McCarty M F
Nutrition 21, San Diego, CA 92109, USA.
Med Hypotheses. 1999 Oct;53(4):277-89. doi: 10.1054/mehy.1998.0758.
There is recent evidence that the membrane potential of vascular endothelium regulates not only nitric oxide (NO) synthesis, but also superoxide generation, such that hyperpolarization stimulates NO production while suppressing that of superoxide. Given that NO works in a variety of ways to inhibit atherothrombotic disease and hypertension, whereas superoxide not only vetoes the benefits of NO but also disrupts endothelial metabolism and promotes LDL oxidation through its oxidant activity, it is thus evident that endothelium membrane potential is a crucial determinant of cardiovascular risk. Membrane polarization can be enhanced by measures which increase the synthesis or availability of the Na+-K+-ATPase, moderately enhance serum K+ and increase the conductance of membrane K+ channels. Such measures may include high-K+/low-Na+ natural diets, insulin sensitizing modalities, 'euthyroid replacement therapy' and ACE inhibitors. Epidemiological correlations of insulin resistance with hypertension and cardiovascular risk may reflect the low membrane potential of insulin-resistant vascular endothelium. Adjunctive measures for suppressing the generation or half-life of endothelial superoxide are suggested.

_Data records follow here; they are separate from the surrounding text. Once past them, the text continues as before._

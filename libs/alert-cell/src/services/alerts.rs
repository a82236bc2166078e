use async_trait::async_trait;
use tracing::debug;

use shared_config::AppConfig;
use shared_http::{segment, ApiClient};
use shared_models::{Alert, ApiError};

use crate::models::{AlertFilter, FeedScope};

/// Default size of the clinician-wide feed when no bound is given.
pub const DEFAULT_FEED_LIMIT: u32 = 50;

/// Where the alert feed gets its data from.
#[async_trait]
pub trait AlertSource: Send + Sync {
    async fn fetch(&self, scope: &FeedScope, filter: AlertFilter) -> Result<Vec<Alert>, ApiError>;

    async fn acknowledge(&self, alert_id: &str) -> Result<Alert, ApiError>;
}

#[derive(Clone)]
pub struct AlertService {
    api: ApiClient,
}

impl AlertService {
    pub fn new(config: &AppConfig) -> Self {
        Self {
            api: ApiClient::new(config),
        }
    }

    pub fn with_client(api: ApiClient) -> Self {
        Self { api }
    }

    pub async fn patient_alerts(
        &self,
        patient_id: &str,
        unacknowledged_only: bool,
    ) -> Result<Vec<Alert>, ApiError> {
        debug!(
            "Fetching alerts for patient {} (unacknowledged only: {})",
            patient_id, unacknowledged_only
        );

        let path = format!(
            "/alerts/{}?unacknowledged_only={}",
            segment(patient_id),
            unacknowledged_only
        );
        self.api.get(&path).await
    }

    pub async fn all_alerts(&self, limit: u32) -> Result<Vec<Alert>, ApiError> {
        debug!("Fetching latest {} alerts", limit);

        let path = format!("/alerts/?limit={}", limit);
        self.api.get(&path).await
    }

    /// Marks an alert acknowledged. Acknowledging an already acknowledged
    /// alert succeeds the same way.
    pub async fn acknowledge_alert(&self, alert_id: &str) -> Result<Alert, ApiError> {
        debug!("Acknowledging alert {}", alert_id);

        let path = format!("/alerts/{}/acknowledge", segment(alert_id));
        self.api.patch::<Alert, ()>(&path, None).await
    }
}

#[async_trait]
impl AlertSource for AlertService {
    async fn fetch(&self, scope: &FeedScope, filter: AlertFilter) -> Result<Vec<Alert>, ApiError> {
        match scope {
            FeedScope::Global { limit } => self.all_alerts(*limit).await,
            FeedScope::Patient { patient_id } => {
                self.patient_alerts(patient_id, filter == AlertFilter::Unacknowledged)
                    .await
            }
        }
    }

    async fn acknowledge(&self, alert_id: &str) -> Result<Alert, ApiError> {
        self.acknowledge_alert(alert_id).await
    }
}
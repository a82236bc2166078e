use serde::{Deserialize, Serialize};

#[derive(Debug, Clone, PartialEq, Serialize, Deserialize)]
pub struct ChatRequest {
    pub question: String,
    #[serde(skip_serializing_if = "Option::is_none")]
    pub patient_id: Option<String>,
}

#[derive(Debug, Clone, PartialEq, Serialize, Deserialize)]
pub struct AssistantResponse {
    pub topic: String,
    pub response: String,
    pub disclaimer: String,
}
use std::sync::Arc;
use std::time::Duration;

use tokio::sync::{watch, RwLock, RwLockReadGuard};
use tokio::task::JoinHandle;
use tokio::time::{interval, MissedTickBehavior};
use tracing::{debug, info};

use crate::feed::AlertFeed;
use crate::models::AlertFilter;
use crate::services::AlertSource;

/// Drives an [`AlertFeed`] from an [`AlertSource`].
#[derive(Clone)]
pub struct AlertMonitor {
    source: Arc<dyn AlertSource>,
    feed: Arc<RwLock<AlertFeed>>,
    revision: Arc<watch::Sender<u64>>,
}

impl AlertMonitor {
    pub fn new(source: Arc<dyn AlertSource>, feed: AlertFeed) -> Self {
        Self {
            source,
            feed: Arc::new(RwLock::new(feed)),
            revision: Arc::new(watch::channel(0).0),
        }
    }

    /// Yields a new revision after every settled refresh or acknowledgement.
    pub fn subscribe(&self) -> watch::Receiver<u64> {
        self.revision.subscribe()
    }

    fn bump(&self) {
        self.revision.send_modify(|rev| *rev += 1);
    }

    pub async fn feed(&self) -> RwLockReadGuard<'_, AlertFeed> {
        self.feed.read().await
    }

    /// Fetches the full set and replaces the working set with it.
    pub async fn refresh(&self) {
        let (scope, filter) = {
            let feed = self.feed.read().await;
            (feed.scope().clone(), feed.filter())
        };

        let result = self.source.fetch(&scope, filter).await;
        self.feed.write().await.apply_fetch(result);
        self.bump();
    }

    /// Switches the filter and refetches when it changed.
    pub async fn set_filter(&self, filter: AlertFilter) {
        let changed = self.feed.write().await.set_filter(filter);
        if changed {
            self.refresh().await;
        }
    }

    /// Optimistically acknowledges an alert, then settles it with the
    /// service's answer. Returns `false` if there was nothing to do.
    pub async fn acknowledge(&self, alert_id: &str) -> bool {
        if !self.feed.write().await.begin_acknowledge(alert_id) {
            debug!("Alert {} needs no acknowledgement", alert_id);
            return false;
        }

        let result = self.source.acknowledge(alert_id).await;
        self.feed.write().await.finish_acknowledge(alert_id, result);
        self.bump();
        true
    }

    /// Refreshes now and then every `period` until the returned handle is
    /// stopped or dropped.
    pub fn start_polling(&self, period: Duration) -> PollerHandle {
        let (shutdown_tx, mut shutdown_rx) = watch::channel(false);
        let monitor = self.clone();

        let task = tokio::spawn(async move {
            info!("Alert polling started (every {:?})", period);

            let mut ticker = interval(period);
            ticker.set_missed_tick_behavior(MissedTickBehavior::Delay);

            loop {
                tokio::select! {
                    biased;
                    _ = shutdown_rx.changed() => break,
                    _ = ticker.tick() => {
                        tokio::select! {
                            biased;
                            _ = shutdown_rx.changed() => break,
                            _ = monitor.refresh() => {}
                        }
                    }
                }
            }

            info!("Alert polling stopped");
        });

        PollerHandle {
            shutdown: shutdown_tx,
            task: Some(task),
        }
    }
}

/// Owns the polling task. Stopping (or dropping) it cancels any refresh in
/// progress and guarantees no further fetch is issued.
pub struct PollerHandle {
    shutdown: watch::Sender<bool>,
    task: Option<JoinHandle<()>>,
}

impl PollerHandle {
    pub async fn stop(mut self) {
        let _ = self.shutdown.send(true);
        if let Some(task) = self.task.take() {
            let _ = task.await;
        }
    }

    pub fn is_running(&self) -> bool {
        self.task.as_ref().is_some_and(|t| !t.is_finished())
    }
}

impl Drop for PollerHandle {
    fn drop(&mut self) {
        let _ = self.shutdown.send(true);
        if let Some(task) = self.task.take() {
            task.abort();
        }
    }
}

最近有证据表明,血管内皮的膜电位不仅调节一氧化氮(NO)的合成,还调节超氧化物的生成,因此超极化刺激NO生成,同时抑制超氧化物的生成。鉴于NO以多种方式抑制动脉粥样硬化血栓形成疾病和高血压,而超氧化物不仅抵消NO的益处,还通过其氧化活性破坏内皮代谢并促进低密度脂蛋白氧化,因此很明显,内皮膜电位是心血管风险的关键决定因素。可以通过增加Na+-K+-ATP酶的合成或可用性、适度提高血清钾水平以及增加膜钾通道的电导的措施来增强膜极化。这些措施可能包括高钾/低钠天然饮食、胰岛素增敏方式、“甲状腺功能正常替代疗法”和血管紧张素转换酶抑制剂。胰岛素抵抗与高血压和心血管风险的流行病学相关性可能反映了胰岛素抵抗血管内皮的低膜电位。建议采取辅助措施来抑制内皮超氧化物的生成或半衰期。